* Assignment *
Look through the material below. Return exactly the lines from the one with "let bytes = decode_b64(chunk)?;" through the one with "transfer.bytes += bytes.len() as u64;", both included.

* Given records *
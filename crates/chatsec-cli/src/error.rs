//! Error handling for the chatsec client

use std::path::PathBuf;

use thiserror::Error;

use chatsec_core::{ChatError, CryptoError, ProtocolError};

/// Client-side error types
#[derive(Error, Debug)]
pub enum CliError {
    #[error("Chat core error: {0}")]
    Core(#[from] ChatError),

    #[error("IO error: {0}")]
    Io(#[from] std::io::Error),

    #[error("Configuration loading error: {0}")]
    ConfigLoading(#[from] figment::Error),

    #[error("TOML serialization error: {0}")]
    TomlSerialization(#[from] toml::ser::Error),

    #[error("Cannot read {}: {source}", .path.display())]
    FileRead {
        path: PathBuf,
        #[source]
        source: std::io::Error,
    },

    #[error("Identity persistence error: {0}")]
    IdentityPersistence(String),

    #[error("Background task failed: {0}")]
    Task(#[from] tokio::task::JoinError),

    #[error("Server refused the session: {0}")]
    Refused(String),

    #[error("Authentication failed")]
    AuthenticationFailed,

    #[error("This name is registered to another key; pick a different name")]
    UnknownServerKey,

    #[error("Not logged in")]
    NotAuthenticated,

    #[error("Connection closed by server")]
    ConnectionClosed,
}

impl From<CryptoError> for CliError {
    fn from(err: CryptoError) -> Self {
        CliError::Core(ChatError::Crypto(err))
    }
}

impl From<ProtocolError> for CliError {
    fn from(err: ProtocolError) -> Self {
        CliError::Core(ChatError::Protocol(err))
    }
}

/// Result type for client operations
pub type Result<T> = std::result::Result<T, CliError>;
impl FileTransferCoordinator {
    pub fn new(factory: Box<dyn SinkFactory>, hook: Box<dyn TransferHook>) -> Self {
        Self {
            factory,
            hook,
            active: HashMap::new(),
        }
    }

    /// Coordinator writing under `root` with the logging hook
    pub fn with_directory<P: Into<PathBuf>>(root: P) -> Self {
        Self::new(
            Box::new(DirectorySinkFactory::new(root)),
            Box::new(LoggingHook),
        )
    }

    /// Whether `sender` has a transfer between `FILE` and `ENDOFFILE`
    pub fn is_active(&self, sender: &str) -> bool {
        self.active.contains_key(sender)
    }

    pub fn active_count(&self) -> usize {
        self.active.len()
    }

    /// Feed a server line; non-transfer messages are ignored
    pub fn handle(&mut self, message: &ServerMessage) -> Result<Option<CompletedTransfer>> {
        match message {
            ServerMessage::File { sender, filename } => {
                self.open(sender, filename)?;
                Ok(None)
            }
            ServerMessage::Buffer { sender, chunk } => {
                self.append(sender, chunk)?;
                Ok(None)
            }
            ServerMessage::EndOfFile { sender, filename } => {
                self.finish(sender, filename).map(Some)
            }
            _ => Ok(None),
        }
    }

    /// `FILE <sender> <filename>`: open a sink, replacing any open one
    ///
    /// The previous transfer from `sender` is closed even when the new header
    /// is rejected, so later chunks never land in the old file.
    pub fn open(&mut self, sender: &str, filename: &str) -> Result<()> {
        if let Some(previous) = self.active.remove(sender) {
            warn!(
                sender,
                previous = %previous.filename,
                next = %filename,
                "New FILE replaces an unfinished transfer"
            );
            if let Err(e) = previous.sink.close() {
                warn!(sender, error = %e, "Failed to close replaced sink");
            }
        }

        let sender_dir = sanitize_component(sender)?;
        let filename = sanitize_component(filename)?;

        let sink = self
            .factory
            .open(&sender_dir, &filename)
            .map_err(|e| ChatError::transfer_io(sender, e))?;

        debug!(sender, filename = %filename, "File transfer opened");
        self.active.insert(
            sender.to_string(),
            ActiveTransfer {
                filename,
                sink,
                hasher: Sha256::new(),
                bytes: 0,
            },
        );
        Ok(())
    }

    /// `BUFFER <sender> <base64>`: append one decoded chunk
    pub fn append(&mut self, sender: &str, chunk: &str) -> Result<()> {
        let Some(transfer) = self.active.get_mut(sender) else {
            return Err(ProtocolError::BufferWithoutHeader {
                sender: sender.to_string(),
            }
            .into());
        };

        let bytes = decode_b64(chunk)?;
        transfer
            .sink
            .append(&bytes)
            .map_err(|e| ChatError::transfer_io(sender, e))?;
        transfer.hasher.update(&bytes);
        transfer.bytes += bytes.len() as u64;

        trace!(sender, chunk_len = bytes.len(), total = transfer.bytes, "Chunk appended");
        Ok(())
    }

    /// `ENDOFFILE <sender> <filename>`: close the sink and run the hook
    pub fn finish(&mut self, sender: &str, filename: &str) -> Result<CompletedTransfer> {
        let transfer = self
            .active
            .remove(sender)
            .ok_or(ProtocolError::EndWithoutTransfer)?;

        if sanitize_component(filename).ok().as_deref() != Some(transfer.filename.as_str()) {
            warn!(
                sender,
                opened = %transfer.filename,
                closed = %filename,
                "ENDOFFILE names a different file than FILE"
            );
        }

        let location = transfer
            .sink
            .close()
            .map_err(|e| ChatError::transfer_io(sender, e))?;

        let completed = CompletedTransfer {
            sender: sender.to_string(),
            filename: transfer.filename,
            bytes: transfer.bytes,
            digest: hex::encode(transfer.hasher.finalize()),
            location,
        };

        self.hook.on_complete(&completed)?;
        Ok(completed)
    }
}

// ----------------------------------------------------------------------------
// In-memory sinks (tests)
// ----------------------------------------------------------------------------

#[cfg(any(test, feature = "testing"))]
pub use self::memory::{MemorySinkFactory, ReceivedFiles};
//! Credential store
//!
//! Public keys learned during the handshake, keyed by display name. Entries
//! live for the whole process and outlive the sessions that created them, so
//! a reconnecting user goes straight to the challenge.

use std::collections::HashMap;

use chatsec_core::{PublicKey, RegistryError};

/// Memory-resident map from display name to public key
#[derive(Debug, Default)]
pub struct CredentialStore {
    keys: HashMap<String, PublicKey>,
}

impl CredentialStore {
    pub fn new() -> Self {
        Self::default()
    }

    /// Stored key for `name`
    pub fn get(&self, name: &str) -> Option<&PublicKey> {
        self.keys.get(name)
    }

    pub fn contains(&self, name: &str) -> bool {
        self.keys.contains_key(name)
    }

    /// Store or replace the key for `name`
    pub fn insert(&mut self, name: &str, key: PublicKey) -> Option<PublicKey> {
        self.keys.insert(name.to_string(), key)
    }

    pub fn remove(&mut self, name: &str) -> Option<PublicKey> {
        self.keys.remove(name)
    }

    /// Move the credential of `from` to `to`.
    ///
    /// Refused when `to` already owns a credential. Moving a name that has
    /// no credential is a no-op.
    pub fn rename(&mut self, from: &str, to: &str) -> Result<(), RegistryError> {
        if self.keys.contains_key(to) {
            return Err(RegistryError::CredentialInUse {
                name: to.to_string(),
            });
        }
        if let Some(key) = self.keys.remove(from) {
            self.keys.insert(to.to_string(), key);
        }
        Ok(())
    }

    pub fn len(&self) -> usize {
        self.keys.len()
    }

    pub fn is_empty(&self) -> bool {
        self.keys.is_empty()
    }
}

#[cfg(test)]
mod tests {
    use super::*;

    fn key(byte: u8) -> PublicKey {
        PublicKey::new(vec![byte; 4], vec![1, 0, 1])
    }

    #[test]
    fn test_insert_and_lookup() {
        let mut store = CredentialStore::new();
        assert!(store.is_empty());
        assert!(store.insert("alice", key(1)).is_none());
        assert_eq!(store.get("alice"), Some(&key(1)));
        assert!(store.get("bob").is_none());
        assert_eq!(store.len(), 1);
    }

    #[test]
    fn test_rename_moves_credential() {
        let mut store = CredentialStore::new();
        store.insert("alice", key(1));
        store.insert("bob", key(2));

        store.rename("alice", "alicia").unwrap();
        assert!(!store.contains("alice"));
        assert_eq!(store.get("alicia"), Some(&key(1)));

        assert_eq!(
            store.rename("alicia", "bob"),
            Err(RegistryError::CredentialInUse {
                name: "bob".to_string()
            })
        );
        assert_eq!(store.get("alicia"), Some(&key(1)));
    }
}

* Task answer *
        let bytes = decode_b64(chunk)?;
        transfer
            .sink
            .append(&bytes)
            .map_err(|e| ChatError::transfer_io(sender, e))?;
        transfer.hasher.update(&bytes);
        transfer.bytes += bytes.len() as u64;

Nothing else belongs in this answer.